Depuis le 8 octobre dernier, un espoir est né, avec la possibilité de faire passer de 12 à 14 semaines le délai légal pour l’IVG. Cette extension est nécessaire, et depuis le début nous la soutenons. 

Pour y parvenir, 15 étapes législatives sont nécessaires, de l’examen en commission à l’Assemblée nationale et au Sénat, jusqu’à l’adoption finale. Les deux premières étapes ont été franchies à l’initiative de la députée Albane Gaillot qui a fait voter l’extension du délai légal à 14 semaines, par l’Assemblée nationale en première lecture 


Le relais a été pris par Laurence Rossignol du groupe « Socialiste, écologiste et républicain » au Sénat, qui, avec sa majorité LR a rejeté l’extension à 14 semaines. 

S’appuyant sur les conclusions de la mission d’information sur l’accès à l’IVG dans le cadre de la délégation aux droits des femmes qu’elle a menée de juin à septembre 2020, avec la députée LREM Cécile Muschotti, Marie-Noëlle Battistel, députée socialiste de l’Isère, a repris le flambeau et a porté cette extension, via la deuxième lecture de la proposition de loi d’Albane Gaillot. 

Cette deuxième lecture a fait l’objet d’un examen en commission le 10 février, nous l’avions programmée pour la séance le 18 février, dans le cadre de la seule journée qui nous est réservée pendant l’année parlementaire. 

Lundi, nous avons découvert que certains députés LR ont choisi l’obstruction sur cette extension du délai légal de l’IVG, en proposant la quasi-totalité des 500 amendements qui ont été déposés. Examiner 500 amendements suppose entre 18 et 20  heures de débat, or notre journée parlementaire n’en comporte que 11h30. Par conséquent, mécaniquement, il ne sera pas possible d’examiner ces amendements. Au-delà, cela reviendrait également à renoncer aux autres textes que nous portons : minimum jeunesse, renforcement de la protection des mineurs victimes de violences sexuelles, indemnisation des malades du Covid, ….

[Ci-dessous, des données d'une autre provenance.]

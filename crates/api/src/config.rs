use std::str::FromStr;

/// Output format for the tracing subscriber.
#[derive(Debug, Clone, Copy, PartialEq, Eq)]
pub enum LogFormat {
    Pretty,
    Json,
}

#[derive(Debug, thiserror::Error)]
pub enum ConfigError {
    #[error("{0} must be set")]
    Missing(&'static str),

    #[error("{var} must be a valid {expected}, got '{value}'")]
    Invalid {
        var: &'static str,
        expected: &'static str,
        value: String,
    },
}

/// Server configuration loaded from environment variables.
///
/// Everything except `DATABASE_URL` has a default suitable for local
/// development.
#[derive(Debug, Clone)]
pub struct ServerConfig {
    /// Postgres connection string.
    pub database_url: String,
    /// Bind address (default: `0.0.0.0`).
    pub host: String,
    /// Bind port (default: `3000`).
    pub port: u16,
    /// Allowed CORS origins, parsed from comma-separated `CORS_ORIGINS` env var.
    pub cors_origins: Vec<String>,
    /// HTTP request timeout in seconds (default: `30`).
    pub request_timeout_secs: u64,
    /// Upper bound on draining the pool at shutdown (default: `30`).
    pub shutdown_timeout_secs: u64,
    /// Pool size (default: `20`).
    pub db_max_connections: u32,
    /// Bound on a single store round-trip, also used as the pool acquire
    /// timeout (default: `5`).
    pub store_timeout_secs: u64,
    pub log_format: LogFormat,
}

impl ServerConfig {
    /// Load configuration from the process environment.
    ///
    /// | Env Var                 | Default                 |
    /// |-------------------------|-------------------------|
    /// | `DATABASE_URL`          | required                |
    /// | `HOST`                  | `0.0.0.0`               |
    /// | `PORT`                  | `3000`                  |
    /// | `CORS_ORIGINS`          | `http://localhost:5173` |
    /// | `REQUEST_TIMEOUT_SECS`  | `30`                    |
    /// | `SHUTDOWN_TIMEOUT_SECS` | `30`                    |
    /// | `DB_MAX_CONNECTIONS`    | `20`                    |
    /// | `STORE_TIMEOUT_SECS`    | `5`                     |
    /// | `LOG_FORMAT`            | `pretty`                |
    pub fn from_env() -> Result<Self, ConfigError> {
        Self::from_lookup(|var| std::env::var(var).ok())
    }

    /// Load configuration through an arbitrary variable lookup.
    pub fn from_lookup<F>(lookup: F) -> Result<Self, ConfigError>
    where
        F: Fn(&str) -> Option<String>,
    {
        let database_url = lookup("DATABASE_URL")
            .filter(|s| !s.is_empty())
            .ok_or(ConfigError::Missing("DATABASE_URL"))?;

        let host = lookup("HOST").unwrap_or_else(|| "0.0.0.0".into());

        let cors_origins: Vec<String> = lookup("CORS_ORIGINS")
            .unwrap_or_else(|| "http://localhost:5173".into())
            .split(',')
            .map(|s| s.trim().to_string())
            .filter(|s| !s.is_empty())
            .collect();

        let log_format = match lookup("LOG_FORMAT").as_deref() {
            None | Some("pretty") => LogFormat::Pretty,
            Some("json") => LogFormat::Json,
            Some(other) => {
                return Err(ConfigError::Invalid {
                    var: "LOG_FORMAT",
                    expected: "log format (pretty|json)",
                    value: other.to_string(),
                })
            }
        };

        Ok(Self {
            database_url,
            host,
            port: parse_var(&lookup, "PORT", 3000, "u16")?,
            cors_origins,
            request_timeout_secs: parse_var(&lookup, "REQUEST_TIMEOUT_SECS", 30, "u64")?,
            shutdown_timeout_secs: parse_var(&lookup, "SHUTDOWN_TIMEOUT_SECS", 30, "u64")?,
            db_max_connections: parse_var(&lookup, "DB_MAX_CONNECTIONS", 20, "u32")?,
            store_timeout_secs: parse_var(&lookup, "STORE_TIMEOUT_SECS", 5, "u64")?,
            log_format,
        })
    }
}

fn parse_var<F, T>(
    lookup: &F,
    var: &'static str,
    default: T,
    expected: &'static str,
) -> Result<T, ConfigError>
where
    F: Fn(&str) -> Option<String>,
    T: FromStr,
{
    match lookup(var) {
        None => Ok(default),
        Some(value) => value.trim().parse().map_err(|_| ConfigError::Invalid {
            var,
            expected,
            value,
        }),
    }
}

J’ai donc décidé de retirer de l’ordre du jour de notre journée parlementaire la 2ème lecture du texte sur l’IVG. C’est évidemment un crève-cœur et surtout du temps perdu pour faire avancer les droits des femmes. Néanmoins, notre groupe aura permis de franchir l’une des 15 étapes nécessaires pour l’adoption de cette extension, avec le vote de ce texte par la commission des affaires sociales 

Nous soutiendrons toutes les initiatives qui permettront de faire en sorte que le délai légal de l’IVG soit allongé à 14 semaines.